WORK TO COMPLETE:
Wherever a line of the records contains "enum", copy that line.

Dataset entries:
= = = = = = =

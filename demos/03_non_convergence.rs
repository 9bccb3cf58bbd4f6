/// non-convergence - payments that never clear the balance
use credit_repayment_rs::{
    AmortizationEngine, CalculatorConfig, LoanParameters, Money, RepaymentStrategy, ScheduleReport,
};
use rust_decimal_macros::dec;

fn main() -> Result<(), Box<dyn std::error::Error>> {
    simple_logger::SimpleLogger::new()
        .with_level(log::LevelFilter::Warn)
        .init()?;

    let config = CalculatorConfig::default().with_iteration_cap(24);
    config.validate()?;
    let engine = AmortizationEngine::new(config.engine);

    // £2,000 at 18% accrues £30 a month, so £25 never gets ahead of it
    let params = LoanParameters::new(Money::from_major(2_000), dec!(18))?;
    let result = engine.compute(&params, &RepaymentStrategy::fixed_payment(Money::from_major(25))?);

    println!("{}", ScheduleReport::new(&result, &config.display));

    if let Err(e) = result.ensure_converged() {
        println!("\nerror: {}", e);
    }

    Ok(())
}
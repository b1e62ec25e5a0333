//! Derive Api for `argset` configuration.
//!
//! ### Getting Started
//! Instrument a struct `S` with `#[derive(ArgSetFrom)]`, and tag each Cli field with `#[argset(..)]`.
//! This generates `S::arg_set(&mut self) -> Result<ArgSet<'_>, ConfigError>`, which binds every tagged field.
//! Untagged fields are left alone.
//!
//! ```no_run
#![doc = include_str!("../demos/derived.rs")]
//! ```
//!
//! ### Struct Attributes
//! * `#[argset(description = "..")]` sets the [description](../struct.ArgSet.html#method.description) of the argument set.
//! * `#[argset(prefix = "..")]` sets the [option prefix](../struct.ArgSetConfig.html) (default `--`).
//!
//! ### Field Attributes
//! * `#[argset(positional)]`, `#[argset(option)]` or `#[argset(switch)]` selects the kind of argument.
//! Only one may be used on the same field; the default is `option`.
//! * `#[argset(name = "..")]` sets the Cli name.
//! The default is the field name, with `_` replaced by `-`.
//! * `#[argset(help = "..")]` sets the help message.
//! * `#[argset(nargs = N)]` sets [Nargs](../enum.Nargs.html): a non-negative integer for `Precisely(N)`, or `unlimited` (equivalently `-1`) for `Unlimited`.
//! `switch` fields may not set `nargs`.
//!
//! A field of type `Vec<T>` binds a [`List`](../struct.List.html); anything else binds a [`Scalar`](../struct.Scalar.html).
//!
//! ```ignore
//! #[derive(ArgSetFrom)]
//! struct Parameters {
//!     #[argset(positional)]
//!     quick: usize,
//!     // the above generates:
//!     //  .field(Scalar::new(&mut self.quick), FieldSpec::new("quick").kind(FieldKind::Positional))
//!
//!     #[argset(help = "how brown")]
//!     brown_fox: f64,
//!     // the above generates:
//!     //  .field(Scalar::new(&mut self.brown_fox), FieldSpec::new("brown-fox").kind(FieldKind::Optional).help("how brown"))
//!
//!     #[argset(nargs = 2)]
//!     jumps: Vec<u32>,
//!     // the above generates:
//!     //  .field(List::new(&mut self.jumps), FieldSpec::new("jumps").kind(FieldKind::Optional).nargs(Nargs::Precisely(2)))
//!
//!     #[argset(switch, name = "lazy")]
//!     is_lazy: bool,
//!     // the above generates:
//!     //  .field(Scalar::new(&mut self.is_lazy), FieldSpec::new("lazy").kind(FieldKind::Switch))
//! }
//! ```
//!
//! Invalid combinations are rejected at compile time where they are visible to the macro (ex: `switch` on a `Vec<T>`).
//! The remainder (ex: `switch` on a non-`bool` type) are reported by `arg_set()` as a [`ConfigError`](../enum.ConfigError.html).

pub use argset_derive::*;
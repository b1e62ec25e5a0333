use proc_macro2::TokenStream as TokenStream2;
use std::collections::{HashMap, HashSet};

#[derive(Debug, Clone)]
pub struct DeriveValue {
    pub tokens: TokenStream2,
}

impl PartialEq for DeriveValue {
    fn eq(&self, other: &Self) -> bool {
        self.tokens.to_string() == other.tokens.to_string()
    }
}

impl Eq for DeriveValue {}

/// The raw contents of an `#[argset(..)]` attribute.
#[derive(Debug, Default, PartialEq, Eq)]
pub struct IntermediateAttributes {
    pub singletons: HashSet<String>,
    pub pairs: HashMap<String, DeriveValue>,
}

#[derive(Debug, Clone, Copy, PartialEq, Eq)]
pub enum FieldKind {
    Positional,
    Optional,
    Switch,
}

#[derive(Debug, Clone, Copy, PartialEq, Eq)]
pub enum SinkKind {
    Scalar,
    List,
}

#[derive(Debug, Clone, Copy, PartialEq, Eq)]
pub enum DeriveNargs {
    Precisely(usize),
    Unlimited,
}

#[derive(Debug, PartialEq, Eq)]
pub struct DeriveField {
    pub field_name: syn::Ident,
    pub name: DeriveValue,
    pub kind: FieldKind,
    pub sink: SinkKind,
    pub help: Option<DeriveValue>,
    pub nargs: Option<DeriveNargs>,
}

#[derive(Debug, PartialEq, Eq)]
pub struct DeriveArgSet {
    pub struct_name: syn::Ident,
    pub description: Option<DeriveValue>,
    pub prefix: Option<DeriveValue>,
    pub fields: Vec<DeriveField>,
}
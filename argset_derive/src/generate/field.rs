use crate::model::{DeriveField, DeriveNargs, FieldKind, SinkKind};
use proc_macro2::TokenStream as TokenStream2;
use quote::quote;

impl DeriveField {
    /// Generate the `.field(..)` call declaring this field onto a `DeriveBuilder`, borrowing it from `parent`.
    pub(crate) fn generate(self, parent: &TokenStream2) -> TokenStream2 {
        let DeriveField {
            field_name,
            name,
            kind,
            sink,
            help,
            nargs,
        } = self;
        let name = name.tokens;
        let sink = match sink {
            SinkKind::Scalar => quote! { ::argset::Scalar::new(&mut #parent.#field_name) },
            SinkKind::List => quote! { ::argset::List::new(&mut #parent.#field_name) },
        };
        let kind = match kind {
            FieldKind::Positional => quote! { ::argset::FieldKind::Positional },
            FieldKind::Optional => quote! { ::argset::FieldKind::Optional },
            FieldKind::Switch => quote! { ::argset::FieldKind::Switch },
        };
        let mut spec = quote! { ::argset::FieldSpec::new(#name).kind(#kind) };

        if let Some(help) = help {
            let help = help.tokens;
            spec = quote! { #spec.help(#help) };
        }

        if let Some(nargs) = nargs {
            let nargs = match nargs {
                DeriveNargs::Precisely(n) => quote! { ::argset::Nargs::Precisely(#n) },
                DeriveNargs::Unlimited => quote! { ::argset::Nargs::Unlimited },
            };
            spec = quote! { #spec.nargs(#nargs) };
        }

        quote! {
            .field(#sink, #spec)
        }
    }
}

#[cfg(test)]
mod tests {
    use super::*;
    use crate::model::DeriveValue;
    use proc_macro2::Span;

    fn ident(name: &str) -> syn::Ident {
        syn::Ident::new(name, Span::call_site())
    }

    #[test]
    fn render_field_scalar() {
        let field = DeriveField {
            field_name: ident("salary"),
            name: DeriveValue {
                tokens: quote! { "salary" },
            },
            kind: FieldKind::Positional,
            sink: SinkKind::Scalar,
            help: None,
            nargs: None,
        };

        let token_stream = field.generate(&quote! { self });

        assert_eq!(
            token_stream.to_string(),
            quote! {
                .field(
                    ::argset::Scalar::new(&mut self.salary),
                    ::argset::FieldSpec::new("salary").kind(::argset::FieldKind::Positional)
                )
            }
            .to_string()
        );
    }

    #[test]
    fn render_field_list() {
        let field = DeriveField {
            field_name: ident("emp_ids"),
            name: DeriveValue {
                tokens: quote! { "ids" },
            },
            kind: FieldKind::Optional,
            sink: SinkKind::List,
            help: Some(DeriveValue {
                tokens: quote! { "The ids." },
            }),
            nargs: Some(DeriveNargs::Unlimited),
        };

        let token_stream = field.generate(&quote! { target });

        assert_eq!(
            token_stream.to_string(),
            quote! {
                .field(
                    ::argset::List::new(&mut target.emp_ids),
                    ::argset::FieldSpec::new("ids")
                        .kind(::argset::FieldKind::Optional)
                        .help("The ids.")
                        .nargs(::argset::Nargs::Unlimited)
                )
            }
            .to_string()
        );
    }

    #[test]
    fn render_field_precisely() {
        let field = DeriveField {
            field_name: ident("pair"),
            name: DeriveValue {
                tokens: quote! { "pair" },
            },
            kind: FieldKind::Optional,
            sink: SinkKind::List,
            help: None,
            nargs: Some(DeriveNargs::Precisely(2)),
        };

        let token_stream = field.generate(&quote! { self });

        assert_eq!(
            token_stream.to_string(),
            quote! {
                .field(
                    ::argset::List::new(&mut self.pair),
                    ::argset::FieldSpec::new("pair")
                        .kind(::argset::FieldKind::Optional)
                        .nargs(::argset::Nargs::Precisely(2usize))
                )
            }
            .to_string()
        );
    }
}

= = = = = = =

SOLUTION BELOW:
//! * `#[argset(nargs = N)]` sets [Nargs](../enum.Nargs.html): a non-negative integer for `Precisely(N)`, or `unlimited` (equivalently `-1`) for `Unlimited`.
//! The remainder (ex: `switch` on a non-`bool` type) are reported by `arg_set()` as a [`ConfigError`](../enum.ConfigError.html).
pub enum FieldKind {
pub enum SinkKind {
pub enum DeriveNargs {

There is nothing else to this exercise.